EXERCISE DIRECTIONS =>
Needed from the entries below: every line that holds the word "Result".

Dataset entries:
★ ★ ★ ★ ★ ★ ★
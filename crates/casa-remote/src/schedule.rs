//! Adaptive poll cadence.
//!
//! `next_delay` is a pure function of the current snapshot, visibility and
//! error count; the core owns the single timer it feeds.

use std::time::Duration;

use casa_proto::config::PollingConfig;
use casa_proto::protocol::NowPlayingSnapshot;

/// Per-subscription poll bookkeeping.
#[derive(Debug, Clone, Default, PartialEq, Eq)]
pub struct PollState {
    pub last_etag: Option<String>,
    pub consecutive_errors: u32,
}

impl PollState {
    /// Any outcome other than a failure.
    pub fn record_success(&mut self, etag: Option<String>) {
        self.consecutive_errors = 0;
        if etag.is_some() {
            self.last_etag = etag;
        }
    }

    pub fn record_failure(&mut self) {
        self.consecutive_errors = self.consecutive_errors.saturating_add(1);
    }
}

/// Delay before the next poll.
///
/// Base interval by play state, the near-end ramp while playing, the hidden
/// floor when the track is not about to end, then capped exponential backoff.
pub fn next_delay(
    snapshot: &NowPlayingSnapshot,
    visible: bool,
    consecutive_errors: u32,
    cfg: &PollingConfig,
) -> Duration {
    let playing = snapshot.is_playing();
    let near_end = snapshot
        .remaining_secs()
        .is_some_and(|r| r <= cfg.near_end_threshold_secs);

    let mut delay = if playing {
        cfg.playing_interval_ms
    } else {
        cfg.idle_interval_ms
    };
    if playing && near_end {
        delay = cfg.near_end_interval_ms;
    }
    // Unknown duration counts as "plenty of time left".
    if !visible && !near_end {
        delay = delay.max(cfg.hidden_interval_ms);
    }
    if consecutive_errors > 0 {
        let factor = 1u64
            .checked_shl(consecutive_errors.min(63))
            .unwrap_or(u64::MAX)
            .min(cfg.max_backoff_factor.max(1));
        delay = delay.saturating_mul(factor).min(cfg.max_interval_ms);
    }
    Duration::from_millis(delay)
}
★ ★ ★ ★ ★ ★ ★
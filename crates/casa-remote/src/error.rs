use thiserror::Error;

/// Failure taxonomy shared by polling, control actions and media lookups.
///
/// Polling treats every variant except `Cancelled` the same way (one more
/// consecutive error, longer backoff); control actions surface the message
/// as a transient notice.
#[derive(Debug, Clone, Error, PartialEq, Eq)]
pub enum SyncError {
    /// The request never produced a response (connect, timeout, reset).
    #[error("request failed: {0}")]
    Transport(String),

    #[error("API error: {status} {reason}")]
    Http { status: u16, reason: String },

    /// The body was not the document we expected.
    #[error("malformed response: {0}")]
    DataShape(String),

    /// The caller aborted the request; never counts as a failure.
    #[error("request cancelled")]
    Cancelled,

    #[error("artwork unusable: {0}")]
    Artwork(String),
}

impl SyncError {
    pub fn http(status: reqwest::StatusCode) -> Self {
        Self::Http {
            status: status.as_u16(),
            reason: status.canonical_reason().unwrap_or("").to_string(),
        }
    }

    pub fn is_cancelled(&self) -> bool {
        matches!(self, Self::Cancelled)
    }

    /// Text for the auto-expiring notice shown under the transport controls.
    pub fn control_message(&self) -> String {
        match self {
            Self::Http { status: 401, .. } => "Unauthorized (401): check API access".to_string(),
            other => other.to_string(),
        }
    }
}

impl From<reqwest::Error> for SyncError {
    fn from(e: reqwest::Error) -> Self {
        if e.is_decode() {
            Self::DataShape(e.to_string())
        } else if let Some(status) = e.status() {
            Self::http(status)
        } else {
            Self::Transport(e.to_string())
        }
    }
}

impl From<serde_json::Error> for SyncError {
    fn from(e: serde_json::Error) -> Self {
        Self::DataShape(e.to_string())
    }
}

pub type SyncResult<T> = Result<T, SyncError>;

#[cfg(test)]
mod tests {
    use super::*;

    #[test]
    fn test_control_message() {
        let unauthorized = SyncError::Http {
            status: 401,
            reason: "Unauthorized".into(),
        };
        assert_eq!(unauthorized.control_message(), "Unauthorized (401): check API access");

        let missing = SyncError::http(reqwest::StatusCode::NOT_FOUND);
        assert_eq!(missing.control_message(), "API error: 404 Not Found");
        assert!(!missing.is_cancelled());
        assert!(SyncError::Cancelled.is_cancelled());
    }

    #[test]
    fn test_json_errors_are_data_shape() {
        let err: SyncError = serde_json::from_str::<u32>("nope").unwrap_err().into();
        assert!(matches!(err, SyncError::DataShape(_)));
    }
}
★ ★ ★ ★ ★ ★ ★
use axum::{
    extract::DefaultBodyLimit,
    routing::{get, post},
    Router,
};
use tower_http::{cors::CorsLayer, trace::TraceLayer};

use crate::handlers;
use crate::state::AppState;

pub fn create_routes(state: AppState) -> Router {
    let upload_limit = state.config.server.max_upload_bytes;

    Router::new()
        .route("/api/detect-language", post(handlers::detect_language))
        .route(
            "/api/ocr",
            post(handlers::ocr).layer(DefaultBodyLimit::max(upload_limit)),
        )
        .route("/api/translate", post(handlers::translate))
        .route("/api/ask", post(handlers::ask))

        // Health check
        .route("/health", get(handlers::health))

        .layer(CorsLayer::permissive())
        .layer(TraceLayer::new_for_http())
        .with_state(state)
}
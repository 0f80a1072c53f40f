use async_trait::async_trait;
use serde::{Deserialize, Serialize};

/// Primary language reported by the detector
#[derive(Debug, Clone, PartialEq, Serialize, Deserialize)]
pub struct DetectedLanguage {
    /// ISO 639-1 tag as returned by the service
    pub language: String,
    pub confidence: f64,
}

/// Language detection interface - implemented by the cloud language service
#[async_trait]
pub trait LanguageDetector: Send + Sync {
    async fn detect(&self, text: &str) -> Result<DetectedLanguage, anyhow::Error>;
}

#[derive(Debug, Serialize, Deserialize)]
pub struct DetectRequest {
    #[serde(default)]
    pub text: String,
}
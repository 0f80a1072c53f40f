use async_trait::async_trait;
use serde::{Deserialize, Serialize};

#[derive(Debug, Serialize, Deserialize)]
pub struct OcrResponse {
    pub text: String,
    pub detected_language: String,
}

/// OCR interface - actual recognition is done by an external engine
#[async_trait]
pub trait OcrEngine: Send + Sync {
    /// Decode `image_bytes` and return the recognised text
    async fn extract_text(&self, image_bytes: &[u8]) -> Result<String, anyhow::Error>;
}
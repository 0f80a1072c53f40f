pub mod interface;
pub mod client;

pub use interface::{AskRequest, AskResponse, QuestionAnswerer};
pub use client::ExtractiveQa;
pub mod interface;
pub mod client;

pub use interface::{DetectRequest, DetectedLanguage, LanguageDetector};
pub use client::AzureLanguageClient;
★ ★ ★ ★ ★ ★ ★
SOLVED EXERCISE =>
pub type SyncResult<T> = Result<T, SyncError>;
    async fn detect(&self, text: &str) -> Result<DetectedLanguage, anyhow::Error>;
    async fn extract_text(&self, image_bytes: &[u8]) -> Result<String, anyhow::Error>;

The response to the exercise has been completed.